Hype can spoil a perfectly good movie. It took months and one desperate Friday evening in a local video store (you just know when you’ve been in the store for way too long), to finally, reluctantly pick up a copy of No Country for Old Men. Watching it I was relieved. The Coen Brothers did not disappoint. I was especially taken with the film’s closing scene and found its ‘ambiguity’ to be the perfect ending to a very good film.
I was well prepared to notice this last scene. Friends commented on how disappointed they were with it. It mostly went something like this: “…the movie was great, but the ending was incomprehensible and it spoiled it for me. Why did they have to end it like this?…”
Good thing they did! I may have higher then normal tolerance to ambiguity in films. David Lynch’s Mullholand Dr. as an example, was fantastic for this reason alone. The Coens’ (what’s wrong with Cohens’?) and I assume, the author, Cormac McCarthy, ended the film with a perfectly logical ending.
Anton Chigurh, well acted by Javier Bardem, staggers away from an accident scene, not before he puts to shame our recoil from his abnormality. Two kids who happen to be on the scene, argue over splitting his blood money. His obvious monstrosity is a am extension to our mundane human foibles.

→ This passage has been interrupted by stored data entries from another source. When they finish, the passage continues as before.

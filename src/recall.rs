//! Ambient recall: one call that asks every layer at once.
//!
//! Anchor, graph, crystal, and recent-raw searches run concurrently under one
//! shared deadline, next to a backlog count. A layer that errors or runs past
//! the deadline contributes nothing and is flagged in the bundle; it never
//! fails the call. Results keep their layer's score band and are merged with a
//! stable sort, so each layer's own order survives.

use serde::{Deserialize, Serialize};
use std::collections::BTreeMap;
use std::future::Future;
use std::sync::Arc;
use std::time::{Duration, Instant};
use tracing::{debug, info, warn};

use crate::config::RecallConfig;
use crate::error::{LayerError, Result};
use crate::ingest::BacklogTracker;
use crate::layers::{Layer, LayerKind, SearchResult};

#[derive(Debug, Clone, Deserialize)]
pub struct RecallRequest {
    pub context: String,
    #[serde(default)]
    pub limit_per_layer: Option<usize>,
    /// Restrict the fan-out to these layers. `None` asks all of them.
    #[serde(default)]
    pub layers: Option<Vec<LayerKind>>,
}

impl RecallRequest {
    pub fn new(context: impl Into<String>, limit_per_layer: usize) -> Self {
        Self {
            context: context.into(),
            limit_per_layer: Some(limit_per_layer),
            layers: None,
        }
    }
}

#[derive(Debug, Clone, Default, Serialize)]
pub struct LayerHealth {
    pub available: bool,
    pub unavailable: bool,
    pub count: usize,
    pub latency_ms: u64,
    #[serde(skip_serializing_if = "Option::is_none")]
    pub error: Option<String>,
}

#[derive(Debug, Clone, Serialize)]
pub struct MemoryHealth {
    /// `None` when the count could not be read in time.
    pub backlog_pending: Option<u64>,
    pub backlog_available: bool,
    pub latency_ms: u64,
    pub degraded: bool,
}

#[derive(Debug, Clone, Serialize)]
pub struct Bundle {
    pub results: Vec<SearchResult>,
    pub layers: BTreeMap<LayerKind, LayerHealth>,
    pub health: MemoryHealth,
}

impl Bundle {
    pub fn results_for(&self, kind: LayerKind) -> impl Iterator<Item = &SearchResult> {
        self.results.iter().filter(move |r| r.layer == kind)
    }
}

pub struct RecallOrchestrator {
    anchor: Arc<dyn Layer>,
    graph: Arc<dyn Layer>,
    crystal: Arc<dyn Layer>,
    raw: Arc<dyn Layer>,
    backlog: BacklogTracker,
    config: RecallConfig,
}

type LayerOutcome = (LayerKind, Option<(Result<Vec<SearchResult>>, Duration)>);

impl RecallOrchestrator {
    pub fn new(
        anchor: Arc<dyn Layer>,
        graph: Arc<dyn Layer>,
        crystal: Arc<dyn Layer>,
        raw: Arc<dyn Layer>,
        backlog: BacklogTracker,
        config: RecallConfig,
    ) -> Self {
        Self {
            anchor,
            graph,
            crystal,
            raw,
            backlog,
            config,
        }
    }

    fn validate(&self, req: &RecallRequest) -> Result<usize> {
        let limit = req.limit_per_layer.unwrap_or(self.config.default_limit_per_layer);
        if limit == 0 || limit > self.config.max_limit_per_layer {
            return Err(LayerError::InvalidInput(format!(
                "limit_per_layer must be between 1 and {}",
                self.config.max_limit_per_layer
            )));
        }
        if req.context.chars().count() > self.config.max_context_chars {
            return Err(LayerError::InvalidInput(format!(
                "context longer than {} characters",
                self.config.max_context_chars
            )));
        }
        Ok(limit)
    }

    /// Run one layer's search under the shared deadline, or skip it.
    async fn run<F>(kind: LayerKind, wanted: bool, deadline: Duration, fut: F) -> LayerOutcome
    where
        F: Future<Output = Result<Vec<SearchResult>>>,
    {
        if !wanted {
            return (kind, None);
        }
        let started = Instant::now();
        let result = match tokio::time::timeout(deadline, fut).await {
            Ok(result) => result,
            Err(_) => Err(LayerError::unavailable(
                kind,
                format!("recall deadline of {}ms exceeded", deadline.as_millis()),
            )),
        };
        (kind, Some((result, started.elapsed())))
    }

    pub async fn recall(&self, req: &RecallRequest) -> Result<Bundle> {
        let limit = self.validate(req)?;
        let started = Instant::now();
        let deadline = self.config.deadline();
        let context = req.context.as_str();
        let wanted = |kind: LayerKind| req.layers.as_ref().is_none_or(|ls| ls.contains(&kind));
        let raw_limit = self.config.recent_raw_limit.min(limit);

        let (anchor, graph, crystal, raw, backlog) = tokio::join!(
            Self::run(LayerKind::Anchor, wanted(LayerKind::Anchor), deadline, self.anchor.search(context, limit)),
            Self::run(LayerKind::Graph, wanted(LayerKind::Graph), deadline, self.graph.search(context, limit)),
            Self::run(LayerKind::Crystal, wanted(LayerKind::Crystal), deadline, self.crystal.search(context, limit)),
            // Recent raw rides along regardless of the context.
            Self::run(LayerKind::Raw, wanted(LayerKind::Raw) && raw_limit > 0, deadline, self.raw.search("", raw_limit)),
            tokio::time::timeout(deadline, self.backlog.count_pending()),
        );

        let mut results = Vec::new();
        let mut layers = BTreeMap::new();
        for (kind, outcome) in [anchor, graph, crystal, raw] {
            let Some((result, elapsed)) = outcome else {
                continue;
            };
            let latency_ms = elapsed.as_millis() as u64;
            let health = match result {
                Ok(found) => {
                    debug!(layer = %kind, count = found.len(), latency_ms, "layer answered");
                    let health = LayerHealth {
                        available: true,
                        count: found.len(),
                        latency_ms,
                        ..Default::default()
                    };
                    results.extend(found);
                    health
                }
                Err(e) => {
                    warn!(layer = %kind, error = %e, latency_ms, "layer degraded");
                    LayerHealth {
                        available: false,
                        unavailable: true,
                        count: 0,
                        latency_ms,
                        error: Some(e.to_string()),
                    }
                }
            };
            layers.insert(kind, health);
        }

        let backlog_pending = match backlog {
            Ok(Ok(n)) => Some(n),
            Ok(Err(e)) => {
                warn!(error = %e, "backlog count unavailable");
                None
            }
            Err(_) => {
                warn!("backlog count timed out");
                None
            }
        };

        results.sort_by(|a, b| b.score.partial_cmp(&a.score).unwrap_or(std::cmp::Ordering::Equal));
        results.truncate(self.config.max_total_items);

        let degraded = layers.values().any(|h| h.unavailable) || backlog_pending.is_none();
        let latency_ms = started.elapsed().as_millis() as u64;
        info!(results = results.len(), degraded, latency_ms, "recall");

        Ok(Bundle {
            results,
            layers,
            health: MemoryHealth {
                backlog_pending,
                backlog_available: backlog_pending.is_some(),
                latency_ms,
                degraded,
            },
        })
    }
}

#[cfg(test)]
mod tests {
    use super::*;
    use crate::db::Db;
    use crate::layers::{bands, Metadata};
    use async_trait::async_trait;

    /// Returns `n` results in its band, optionally after a delay or with an error.
    struct Fake {
        kind: LayerKind,
        n: usize,
        top: f64,
        delay: Duration,
        fail: bool,
    }

    impl Fake {
        fn new(kind: LayerKind, n: usize, top: f64) -> Arc<dyn Layer> {
            Arc::new(Self {
                kind,
                n,
                top,
                delay: Duration::ZERO,
                fail: false,
            })
        }
    }

    #[async_trait]
    impl Layer for Fake {
        fn kind(&self) -> LayerKind {
            self.kind
        }
        async fn store(&self, _c: &str, _m: &Metadata) -> Result<String> {
            Ok("1".into())
        }
        async fn search(&self, _q: &str, limit: usize) -> Result<Vec<SearchResult>> {
            tokio::time::sleep(self.delay).await;
            if self.fail {
                return Err(LayerError::unavailable(self.kind, "down"));
            }
            Ok((0..self.n.min(limit))
                .map(|i| {
                    SearchResult::new(
                        self.kind,
                        format!("{}-{i}", self.kind),
                        format!("{} item {i}", self.kind),
                        bands::stepped(self.top, 0.01, i),
                    )
                })
                .collect())
        }
    }

    fn backlog() -> BacklogTracker {
        BacklogTracker::new(Db::open_in_memory().unwrap(), "test", Duration::from_secs(300))
    }

    fn orchestrator(graph: Arc<dyn Layer>, config: RecallConfig) -> RecallOrchestrator {
        RecallOrchestrator::new(
            Fake::new(LayerKind::Anchor, 3, bands::ANCHOR_HIGH),
            graph,
            Fake::new(LayerKind::Crystal, 2, bands::CRYSTAL),
            Fake::new(LayerKind::Raw, 10, bands::RAW),
            backlog(),
            config,
        )
    }

    #[tokio::test]
    async fn results_are_merged_by_band() {
        let o = orchestrator(Fake::new(LayerKind::Graph, 2, bands::NODE), RecallConfig::default());
        let bundle = o.recall(&RecallRequest::new("x", 10)).await.unwrap();
        let kinds: Vec<LayerKind> = bundle.results.iter().map(|r| r.layer).collect();
        assert_eq!(kinds[..2], [LayerKind::Graph, LayerKind::Graph]);
        assert_eq!(kinds.last(), Some(&LayerKind::Raw));
        assert!(bundle.results.windows(2).all(|w| w[0].score >= w[1].score));
        // Recent raw is capped separately from the per-layer limit.
        assert_eq!(bundle.results_for(LayerKind::Raw).count(), 5);
        assert!(!bundle.health.degraded);
        assert_eq!(bundle.health.backlog_pending, Some(0));
    }

    #[tokio::test]
    async fn slow_layer_is_flagged_not_waited_for() {
        let slow: Arc<dyn Layer> = Arc::new(Fake {
            kind: LayerKind::Graph,
            n: 2,
            top: bands::NODE,
            delay: Duration::from_secs(5),
            fail: false,
        });
        let config = RecallConfig {
            deadline_ms: 100,
            ..RecallConfig::default()
        };
        let o = orchestrator(slow, config);
        let started = Instant::now();
        let bundle = o.recall(&RecallRequest::new("x", 10)).await.unwrap();
        assert!(started.elapsed() < Duration::from_secs(2));
        let graph = &bundle.layers[&LayerKind::Graph];
        assert!(graph.unavailable);
        assert_eq!(graph.count, 0);
        assert!(bundle.health.degraded);
        assert_eq!(bundle.results_for(LayerKind::Anchor).count(), 3);
    }

    #[tokio::test]
    async fn failing_layer_degrades() {
        let failing: Arc<dyn Layer> = Arc::new(Fake {
            kind: LayerKind::Graph,
            n: 0,
            top: bands::NODE,
            delay: Duration::ZERO,
            fail: true,
        });
        let o = orchestrator(failing, RecallConfig::default());
        let bundle = o.recall(&RecallRequest::new("x", 10)).await.unwrap();
        assert!(bundle.layers[&LayerKind::Graph].unavailable);
        assert!(bundle.layers[&LayerKind::Graph].error.is_some());
        assert!(bundle.layers[&LayerKind::Crystal].available);
    }

    #[tokio::test]
    async fn total_items_are_capped() {
        let config = RecallConfig {
            max_total_items: 4,
            ..RecallConfig::default()
        };
        let o = orchestrator(Fake::new(LayerKind::Graph, 10, bands::NODE), config);
        let bundle = o.recall(&RecallRequest::new("x", 10)).await.unwrap();
        assert_eq!(bundle.results.len(), 4);
        assert_eq!(bundle.layers[&LayerKind::Graph].count, 10);
    }

    #[tokio::test]
    async fn layer_selection_skips_the_rest() {
        let o = orchestrator(Fake::new(LayerKind::Graph, 2, bands::NODE), RecallConfig::default());
        let req = RecallRequest {
            context: "x".into(),
            limit_per_layer: Some(5),
            layers: Some(vec![LayerKind::Crystal]),
        };
        let bundle = o.recall(&req).await.unwrap();
        assert_eq!(bundle.layers.len(), 1);
        assert!(bundle.results.iter().all(|r| r.layer == LayerKind::Crystal));
    }

    #[tokio::test]
    async fn bad_limits_are_rejected() {
        let o = orchestrator(Fake::new(LayerKind::Graph, 2, bands::NODE), RecallConfig::default());
        for limit in [0, 51] {
            let err = o.recall(&RecallRequest::new("x", limit)).await.unwrap_err();
            assert!(matches!(err, LayerError::InvalidInput(_)));
        }
        let long = "x".repeat(RecallConfig::default().max_context_chars + 1);
        assert!(o.recall(&RecallRequest::new(long, 5)).await.is_err());
    }
}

This final scene is in fact the movie’s punch line cloaked in ambiguity. The look on Chigure’s face is both a mild surprise and stoic acceptance. He himself was a random event that ends (or saves, with a flip of a coin) the lives of his victims. And so is the “accident” scene. It just happens wouldn’t you know. Thoroughly enjoyable movie with the perfect ending. Was all the violence necessary? This question justifies a separate post.